> _DATA IN THIS EXERCISE_:
== Segment start ==
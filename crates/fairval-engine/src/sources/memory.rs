//! In-memory provider

use std::collections::HashMap;
use std::sync::atomic::{AtomicUsize, Ordering};
use std::time::Duration;

use async_trait::async_trait;
use chrono::NaiveDate;

use super::{SectorData, SourceAdapter, SourceKind, SourcePayload};
use super::{prices_until, sector_as_of, select_filing};
use crate::error::{SourceError, SourceErrorKind};
use crate::model::{CompanyIdentity, FundamentalSnapshot, PricePoint};

/// Provider serving data held in memory.
///
/// Applies the same as-of rules as the file and HTTP providers. Useful for
/// embedding a fixed data set and as a stand-in provider in tests.
#[derive(Debug)]
pub struct StaticSource {
    kind: SourceKind,
    filings: HashMap<String, Vec<FundamentalSnapshot>>,
    prices: HashMap<String, Vec<PricePoint>>,
    sectors: HashMap<String, SectorData>,
    failure: Option<SourceErrorKind>,
    delay: Option<Duration>,
    calls: AtomicUsize,
}

impl StaticSource {
    fn empty(kind: SourceKind) -> Self {
        Self {
            kind,
            filings: HashMap::new(),
            prices: HashMap::new(),
            sectors: HashMap::new(),
            failure: None,
            delay: None,
            calls: AtomicUsize::new(0),
        }
    }

    /// An empty filings provider
    pub fn filings() -> Self {
        Self::empty(SourceKind::Filings)
    }

    /// An empty market provider
    pub fn market() -> Self {
        Self::empty(SourceKind::Market)
    }

    /// An empty sector provider
    pub fn sector() -> Self {
        Self::empty(SourceKind::Sector)
    }

    /// Add a filed statement for a listing code
    pub fn with_filing(mut self, code: &str, filing: FundamentalSnapshot) -> Self {
        self.filings.entry(code.to_string()).or_default().push(filing);
        self
    }

    /// Set the price history of a listing code
    pub fn with_prices(mut self, code: &str, prices: Vec<PricePoint>) -> Self {
        self.prices.insert(code.to_string(), prices);
        self
    }

    /// Set the peer data of a sector code
    pub fn with_sector(mut self, sector_code: &str, data: SectorData) -> Self {
        self.sectors.insert(sector_code.to_string(), data);
        self
    }

    /// Fail every call with the given error kind
    pub fn failing(mut self, kind: SourceErrorKind) -> Self {
        self.failure = Some(kind);
        self
    }

    /// Wait before answering
    pub fn with_delay(mut self, delay: Duration) -> Self {
        self.delay = Some(delay);
        self
    }

    /// Number of `fetch` calls served so far
    pub fn calls(&self) -> usize {
        self.calls.load(Ordering::SeqCst)
    }
}

#[async_trait]
impl SourceAdapter for StaticSource {
    fn kind(&self) -> SourceKind {
        self.kind
    }

    async fn fetch(
        &self,
        identity: &CompanyIdentity,
        as_of: NaiveDate,
    ) -> Result<SourcePayload, SourceError> {
        self.calls.fetch_add(1, Ordering::SeqCst);

        if let Some(delay) = self.delay {
            tokio::time::sleep(delay).await;
        }

        if let Some(kind) = self.failure {
            return Err(SourceError::new(self.kind, kind, "configured failure"));
        }

        let key = self.kind.lookup_key(identity);
        match self.kind {
            SourceKind::Filings => {
                let filings = self
                    .filings
                    .get(key)
                    .ok_or_else(|| SourceError::unknown_code(self.kind, key))?;
                select_filing(filings.clone(), as_of)
            }
            SourceKind::Market => {
                let prices = self
                    .prices
                    .get(key)
                    .ok_or_else(|| SourceError::unknown_code(self.kind, key))?;
                prices_until(prices.clone(), as_of)
            }
            SourceKind::Sector => {
                let data = self.sectors.get(key).ok_or_else(|| {
                    SourceError::no_data(self.kind, format!("no peer data for sector '{key}'"))
                })?;
                sector_as_of(data.clone(), as_of)
            }
        }
    }
}

#[cfg(test)]
mod tests {
    use super::*;
    use crate::model::StockCode;

    fn identity() -> CompanyIdentity {
        CompanyIdentity {
            query: "005930".to_string(),
            code: StockCode::parse("005930").expect("code"),
            name: "삼성전자".to_string(),
            sector_code: "013".to_string(),
            sector_name: "전기전자".to_string(),
        }
    }

    fn date(y: i32, m: u32, d: u32) -> NaiveDate {
        NaiveDate::from_ymd_opt(y, m, d).expect("valid date")
    }

    #[tokio::test]
    async fn test_serves_market_data() {
        let source = StaticSource::market().with_prices(
            "005930",
            vec![
                PricePoint::new(date(2024, 3, 28), 69000.0),
                PricePoint::new(date(2024, 3, 29), 70000.0),
            ],
        );

        let payload = source.fetch(&identity(), date(2024, 3, 29)).await.expect("fetch");
        assert_eq!(payload.kind(), SourceKind::Market);
        assert_eq!(payload.as_of(), Some(date(2024, 3, 29)));
        assert_eq!(source.calls(), 1);
    }

    #[tokio::test]
    async fn test_unknown_code() {
        let source = StaticSource::filings();
        let err = source
            .fetch(&identity(), date(2024, 3, 29))
            .await
            .expect_err("unknown");
        assert_eq!(err.kind, SourceErrorKind::UnknownCode);
    }

    #[tokio::test]
    async fn test_sector_keyed_by_sector_code() {
        let source = StaticSource::sector().with_sector(
            "013",
            SectorData {
                sector_name: Some("전기전자".to_string()),
                ..Default::default()
            },
        );

        let payload = source.fetch(&identity(), date(2024, 3, 29)).await.expect("fetch");
        assert!(matches!(payload, SourcePayload::Sector(data) if data.peers.is_empty()));
    }

    #[tokio::test]
    async fn test_configured_failure() {
        let source = StaticSource::market().failing(SourceErrorKind::Upstream);
        let err = source
            .fetch(&identity(), date(2024, 3, 29))
            .await
            .expect_err("failing");
        assert_eq!(err.provider, SourceKind::Market);
        assert!(err.is_transient());
    }
}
== Segment end ==
> _WHAT NEEDS TO BE DONE_: When a line above includes the word "전기전자", please list that line.

> _YOUR SOLUTION_:
            sector_name: "전기전자".to_string(),
                sector_name: Some("전기전자".to_string()),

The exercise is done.